9. Pipeline Management Becomes Predictive
Forty-four percent of sales reps think their organizations have a problem managing their sales pipelines. It's no surprise: Tracking thousands of leads, dozens of reps, and multiple pipeline stages is a mammoth organizational task, complicated by the simplistic reporting functionality offered by many CRM systems.
Further into 2018, we'll see more companies move toward predictive pipeline management: using machine learning to avoid the quarterly fire sale and proactively identify and solve potential problems in the sales pipeline.
“No company can perfectly predict how much revenue they will make in a given month. . . . There are simply too many variables to consider. But perfection is not the goal. Forecasting is about getting close enough to make good decisions.” — Matt Sornson, Clearbit
Though perfect forecasting is out of reach, we can use smart CRM systems to make pragmatic sales decisions. That means:
- Making sense of hundreds of sales-intent signals to move prospects through the funnel at the right time.
- Forecasting pipeline revenue and predicting how much is destined to close.
- Working back from pipeline reporting to actual lead data in a couple of clicks.
Pipeline management will stop being a reactive process, and sales teams will be able to translate customer data into crucial course corrections whenever they're needed.
- How to Supercharge Your Sales Pipeline with Predictive Intelligence by Amanda Kahlow for Selling Power: actionable suggestions for incorporating pipeline forecasts into your current process.
- Making Data-Driven Decisions with your Sales Management System by Gabrielle Hughes at Copper: three quick tips for using data to make informed sales decisions.
10. The Birth of the Unified Sales Stack
In recent years, the marketplace for sales tools has become more and more fragmented. Where there was once a handful of all-in-one software suites, there are now hundreds of specialist companies.
Confronted with so much choice, sales teams are increasingly developing their own one-of-a-kind tool stacks; in the words of Scott Brinker, HubSpot's VP of Platform Ecosystem, they are “bak[ing] their own, special marketing and customer experience cake.”
But while best-in-class tools provide some measure of competitive advantage, they can also cause problems. Each of these products brings with it a new interface, new processes, and new ways to store data. Very quickly, your best-in-class tools become a mess of different dashboards, APIs, and siloed information.
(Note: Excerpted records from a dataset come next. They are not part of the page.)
impl Page {
    pub fn from_html(html: &str) -> Result<Self> {
        let dom = parse_html(html)?;
        Ok(Self {
            dom,
            window: WindowRef::next(),
            parent: None,
            node_listeners: HashMap::new(),
            window_listeners: Vec::new(),
            task_queue: Vec::new(),
            now_ms: 0,
            next_timer_id: 1,
            next_task_order: 0,
            outbox: Vec::new(),
            bridge: None,
        })
    }

    pub fn window_ref(&self) -> WindowRef {
        self.window
    }

    pub fn parent(&self) -> Option<WindowRef> {
        self.parent
    }

    pub fn set_parent(&mut self, parent: WindowRef) {
        self.parent = Some(parent);
    }

    pub fn dom(&self) -> &Dom {
        &self.dom
    }

    pub fn dom_mut(&mut self) -> &mut Dom {
        &mut self.dom
    }

    pub fn select_one(&self, selector: &str) -> Result<NodeId> {
        selector::query_one(&self.dom, selector)
    }

    pub fn select_all(&self, selector: &str) -> Result<Vec<NodeId>> {
        selector::query_all(&self.dom, selector)
    }

    // --- listener registration -------------------------------------------

    pub(crate) fn add_node_listener(
        &mut self,
        node: NodeId,
        event_type: &str,
        handler: NodeHandler,
    ) {
        self.node_listeners
            .entry(node)
            .or_default()
            .push((event_type.to_string(), handler));
    }

    pub(crate) fn add_window_listener(&mut self, event_type: &str, handler: WindowHandler) {
        self.window_listeners
            .push((event_type.to_string(), handler));
    }

    // --- user actions -----------------------------------------------------

    /// Sets an input's value and fires `input`, like a user typing.
    pub fn type_text(&mut self, selector: &str, text: &str) -> Result<()> {
        let target = self.select_one(selector)?;
        let tag = self.dom.tag_name(target).unwrap_or_default().to_string();
        if tag != "input" && tag != "textarea" {
            return Err(Error::TypeMismatch {
                selector: selector.to_string(),
                expected: "input or textarea".to_string(),
                actual: non_element_label(tag),
            });
        }
        self.dom.set_value(target, text);
        self.dispatch_event(target, "input");
        Ok(())
    }

    /// Sets a checkbox or radio input and fires `input` then `change`.
    pub fn set_checked(&mut self, selector: &str, checked: bool) -> Result<()> {
        let target = self.select_one(selector)?;
        let tag = self.dom.tag_name(target).unwrap_or_default().to_string();
        let input_type = self
            .dom
            .attr(target, "type")
            .unwrap_or_default()
            .to_ascii_lowercase();
        if tag != "input" || !(input_type == "checkbox" || input_type == "radio") {
            let actual = if tag == "input" {
                format!("input[type='{input_type}']")
            } else {
                non_element_label(tag)
            };
            return Err(Error::TypeMismatch {
                selector: selector.to_string(),
                expected: "checkbox or radio input".to_string(),
                actual,
            });
        }
        self.dom.set_checked(target, checked);
        self.dispatch_event(target, "input");
        self.dispatch_event(target, "change");
        Ok(())
    }

    /// Dispatches `submit` on a form and reports whether the default submit
    /// action would proceed (no listener called `prevent_default`).
    pub fn submit(&mut self, selector: &str) -> Result<bool> {
        let target = self.select_one(selector)?;
        let tag = self.dom.tag_name(target).unwrap_or_default().to_string();
        if tag != "form" {
            return Err(Error::TypeMismatch {
                selector: selector.to_string(),
                expected: "form".to_string(),
                actual: non_element_label(tag),
            });
        }
        let event = self.dispatch_event(target, "submit");
        Ok(!event.default_prevented())
    }

    /// Fires the window `load` event.
    pub fn fire_load(&mut self) {
        let handlers = self.window_handlers_for("load");
        for handler in handlers {
            self.invoke_window_handler(&handler, None);
        }
    }

    /// Delivers a cross-window message to this page's `message` listeners.
    pub fn deliver_message(&mut self, event: MessageEvent) {
        debug!(source = ?event.source, "delivering window message");
        let handlers = self.window_handlers_for("message");
        for handler in handlers {
            self.invoke_window_handler(&handler, Some(&event));
        }
    }

    // --- event dispatch ---------------------------------------------------

    /// Dispatches an event on the target, then bubbles through its ancestors.
    pub(crate) fn dispatch_event(&mut self, target: NodeId, event_type: &str) -> EventState {
        let mut event = EventState::new(event_type, target);

        let mut path = Vec::new();
        let mut cursor = Some(target);
        while let Some(node) = cursor {
            path.push(node);
            cursor = self.dom.parent(node);
        }

        for node in path {
            event.current_target = node;
            let handlers: Vec<NodeHandler> = self
                .node_listeners
                .get(&node)
                .map(|listeners| {
                    listeners
                        .iter()
                        .filter(|(registered, _)| registered == event_type)
                        .map(|(_, handler)| handler.clone())
                        .collect()
                })
                .unwrap_or_default();
            for handler in handlers {
                self.invoke_node_handler(&handler, &mut event);
            }
        }

        event
    }

    fn invoke_node_handler(&mut self, handler: &NodeHandler, event: &mut EventState) {
        match handler {
            NodeHandler::GuardLogin => crate::form_guard::validate_login(&mut self.dom, event),
            NodeHandler::GuardRegistration => {
                crate::form_guard::validate_registration(&mut self.dom, event);
            }
            NodeHandler::ClearOwnError => {
                crate::form_guard::clear_own_error(&mut self.dom, event);
            }
        }
    }

    fn window_handlers_for(&self, event_type: &str) -> Vec<WindowHandler> {
        self.window_listeners
            .iter()
            .filter(|(registered, _)| registered == event_type)
            .map(|(_, handler)| handler.clone())
            .collect()
    }

    fn invoke_window_handler(&mut self, handler: &WindowHandler, event: Option<&MessageEvent>) {
        match handler {
            WindowHandler::BridgeMessage => {
                if let Some(event) = event {
                    bridge::on_message(self, event);
                }
            }
            WindowHandler::BridgeAnnounce => bridge::on_load(self),
        }
    }

    // --- virtual clock ----------------------------------------------------

    pub fn now_ms(&self) -> i64 {
        self.now_ms
    }

    pub(crate) fn schedule(&mut self, delay_ms: i64, task: TimerTask) -> i64 {
        let id = self.next_timer_id;
        self.next_timer_id += 1;
        let order = self.next_task_order;
        self.next_task_order += 1;
        let due_at = self.now_ms.saturating_add(delay_ms);
        debug!(id, due_at, "scheduling timer task");
        self.task_queue.push(ScheduledTask {
            id,
            due_at,
            order,
            task,
        });
        id
    }

    pub fn pending_timers(&self) -> Vec<PendingTimer> {
        let mut timers = self
            .task_queue
            .iter()
            .map(|task| PendingTimer {
                id: task.id,
                due_at: task.due_at,
                order: task.order,
            })
            .collect::<Vec<_>>();
        timers.sort_by_key(|timer| (timer.due_at, timer.order));
        timers
    }

    /// Moves the clock forward and runs every task that came due, in
    /// `(due_at, order)` order.
    pub fn advance_time(&mut self, delta_ms: i64) -> Result<()> {
        if delta_ms < 0 {
            return Err(Error::Runtime(
                "advance_time requires non-negative milliseconds".to_string(),
            ));
        }
        self.now_ms = self.now_ms.saturating_add(delta_ms);
        self.run_due_timers();
        Ok(())
    }

    pub fn advance_time_to(&mut self, target_ms: i64) -> Result<()> {
        if target_ms < self.now_ms {
            return Err(Error::Runtime(format!(
                "advance_time_to requires target >= now_ms (target={target_ms}, now_ms={})",
                self.now_ms
            )));
        }
        self.now_ms = target_ms;
        self.run_due_timers();
        Ok(())
    }

    /// Runs every pending task regardless of due time, advancing the clock to
    /// each task's deadline. Returns how many tasks ran.
    pub fn flush(&mut self) -> usize {
        let mut ran = 0;
        while let Some(idx) = self.next_task_index(None) {
            let task = self.task_queue.remove(idx);
            if task.due_at > self.now_ms {
                self.now_ms = task.due_at;
            }
            ran += 1;
            self.execute_timer_task(task);
        }
        ran
    }

    fn run_due_timers(&mut self) -> usize {
        let mut ran = 0;
        while let Some(idx) = self.next_task_index(Some(self.now_ms)) {
            let task = self.task_queue.remove(idx);
            ran += 1;
            self.execute_timer_task(task);
        }
        ran
    }

    fn next_task_index(&self, due_limit: Option<i64>) -> Option<usize> {
        self.task_queue
            .iter()
            .enumerate()
            .filter(|(_, task)| due_limit.is_none_or(|limit| task.due_at <= limit))
            .min_by_key(|(_, task)| (task.due_at, task.order))
            .map(|(idx, _)| idx)
    }

    fn execute_timer_task(&mut self, task: ScheduledTask) {
        debug!(id = task.id, due_at = task.due_at, "running timer task");
        match task.task {
            TimerTask::ApplyConfig { days, preferences } => {
                bridge::run_apply(self, days, &preferences);
            }
            TimerTask::AnnounceReady => bridge::run_announce(self),
        }
    }

    // --- messaging --------------------------------------------------------

    pub(crate) fn post_to_parent(&mut self, data: Value, target_origin: &str) {
        debug!(%data, target_origin, "posting message to parent");
        self.outbox.push(PostedMessage {
            data,
            target_origin: target_origin.to_string(),
        });
    }

    /// Messages posted toward the parent window, oldest first.
    pub fn posted(&self) -> &[PostedMessage] {
        &self.outbox
    }

    pub fn take_posted(&mut self) -> Vec<PostedMessage> {
        std::mem::take(&mut self.outbox)
    }

    pub fn bridge_state(&self) -> Option<BridgeState> {
        self.bridge.as_ref().map(EmbedBridge::state)
    }

    // --- assertions -------------------------------------------------------

    pub fn assert_text(&self, selector: &str, expected: &str) -> Result<()> {
        let node = self.select_one(selector)?;
        let actual = self.dom.text_content(node);
        if actual != expected {
            return Err(Error::AssertionFailed {
                selector: selector.to_string(),
                expected: expected.to_string(),
                actual,
            });
        }
        Ok(())
    }

    pub fn assert_value(&self, selector: &str, expected: &str) -> Result<()> {
        let node = self.select_one(selector)?;
        let actual = self.dom.value(node).unwrap_or_default().to_string();
        if actual != expected {
            return Err(Error::AssertionFailed {
                selector: selector.to_string(),
                expected: expected.to_string(),
                actual,
            });
        }
        Ok(())
    }

    pub fn assert_checked(&self, selector: &str, expected: bool) -> Result<()> {
        let node = self.select_one(selector)?;
        let actual = self.dom.checked(node).unwrap_or(false);
        if actual != expected {
            return Err(Error::AssertionFailed {
                selector: selector.to_string(),
                expected: expected.to_string(),
                actual: actual.to_string(),
            });
        }
        Ok(())
    }

    /// Asserts the inline `display` style; an element without one reports the
    /// empty string.
    pub fn assert_display(&self, selector: &str, expected: &str) -> Result<()> {
        let node = self.select_one(selector)?;
        let actual = self.dom.style(node, "display").unwrap_or_default().to_string();
        if actual != expected {
            return Err(Error::AssertionFailed {
                selector: selector.to_string(),
                expected: expected.to_string(),
                actual,
            });
        }
        Ok(())
    }

    pub fn has_class(&self, selector: &str, class: &str) -> Result<bool> {
        let node = self.select_one(selector)?;
        Ok(self.dom.has_class(node, class))
    }
}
In 2018, we will see a process of unification. As we near the limit of how many stand-alone apps we can manage, we'll start to see sales tools building on top of existing software, augmenting existing services instead of competing with them.
That's the ethos behind Copper's decision to integrate into Google Cloud's G Suite. Instead of building out another tool to compete for your attention, best-in-class CRM functionality is built directly into the tools where you already spend most of your time: Gmail, Google Drive, and Chrome.
- The biggest problem with CRM: solutions for overcoming the biggest CRM challenge facing sales teams — effective adoption of new tools.
In 2018, Build Relationships into the Heart of Your Business
This year, great sales performance will be defined by great customer relationships. While adopting new technologies will improve your sales performance, the biggest benefits will come from redefining how you manage long-term interactions with new and existing customers alike.
Instead of relying on simplified customer data and one-off sales, it's time to focus your energy — and the energy of your whole team — on creating remarkable, long-term customer relationships.